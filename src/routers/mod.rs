pub mod root;
pub mod song;
pub use root::{health_check_route, root_route};
pub use song::{
    create_song_route, delete_song_route, get_song_route, get_songs_route, update_song_route,
};
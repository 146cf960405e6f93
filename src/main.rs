use std::env;

use axum::{
    Router,
    routing::get,
};
use tower_http::cors::{Any, CorsLayer};
use tower_http::trace::TraceLayer;
use tracing::{Level, info};
use tracing_subscriber::{EnvFilter, fmt};

mod controllers;
mod models;
mod routers;
mod schema;
mod service;
mod store;

use routers::{
    create_song_route, delete_song_route, get_song_route, get_songs_route, health_check_route,
    root_route, update_song_route,
};
use service::SongsService;
use store::SongStore;

fn app(service: SongsService) -> Router {
    let cors = CorsLayer::new()
        .allow_origin(Any)
        .allow_methods(Any)
        .allow_headers(Any);

    Router::new()
        .route("/", get(root_route))
        .route("/health", get(health_check_route))
        .route(
            "/songs",
            get(get_songs_route)
                .post(create_song_route)
                .put(update_song_route),
        )
        .route("/songs/{id}", get(get_song_route).delete(delete_song_route))
        .layer(cors)
        .layer(TraceLayer::new_for_http())
        .with_state(service)
}

#[tokio::main]
async fn main() {
    fmt()
        .with_env_filter(EnvFilter::from_default_env().add_directive(Level::INFO.into()))
        .with_target(false)
        .init();

    // The store lives for the whole process; every request shares this one
    // instance through axum state.
    let service = SongsService::new(SongStore::new());

    let port = env::var("PORT").unwrap_or_else(|_| "8000".to_string());
    let listener = tokio::net::TcpListener::bind(format!("0.0.0.0:{}", port))
        .await
        .unwrap();

    info!("songs API listening on 0.0.0.0:{}", port);
    axum::serve(listener, app(service)).await.unwrap();
}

● Exercise requirements: Return all lines of the material above in which "axum" occurs.

● Solution for this problem:
use axum::{
    // instance through axum state.
    axum::serve(listener, app(service)).await.unwrap();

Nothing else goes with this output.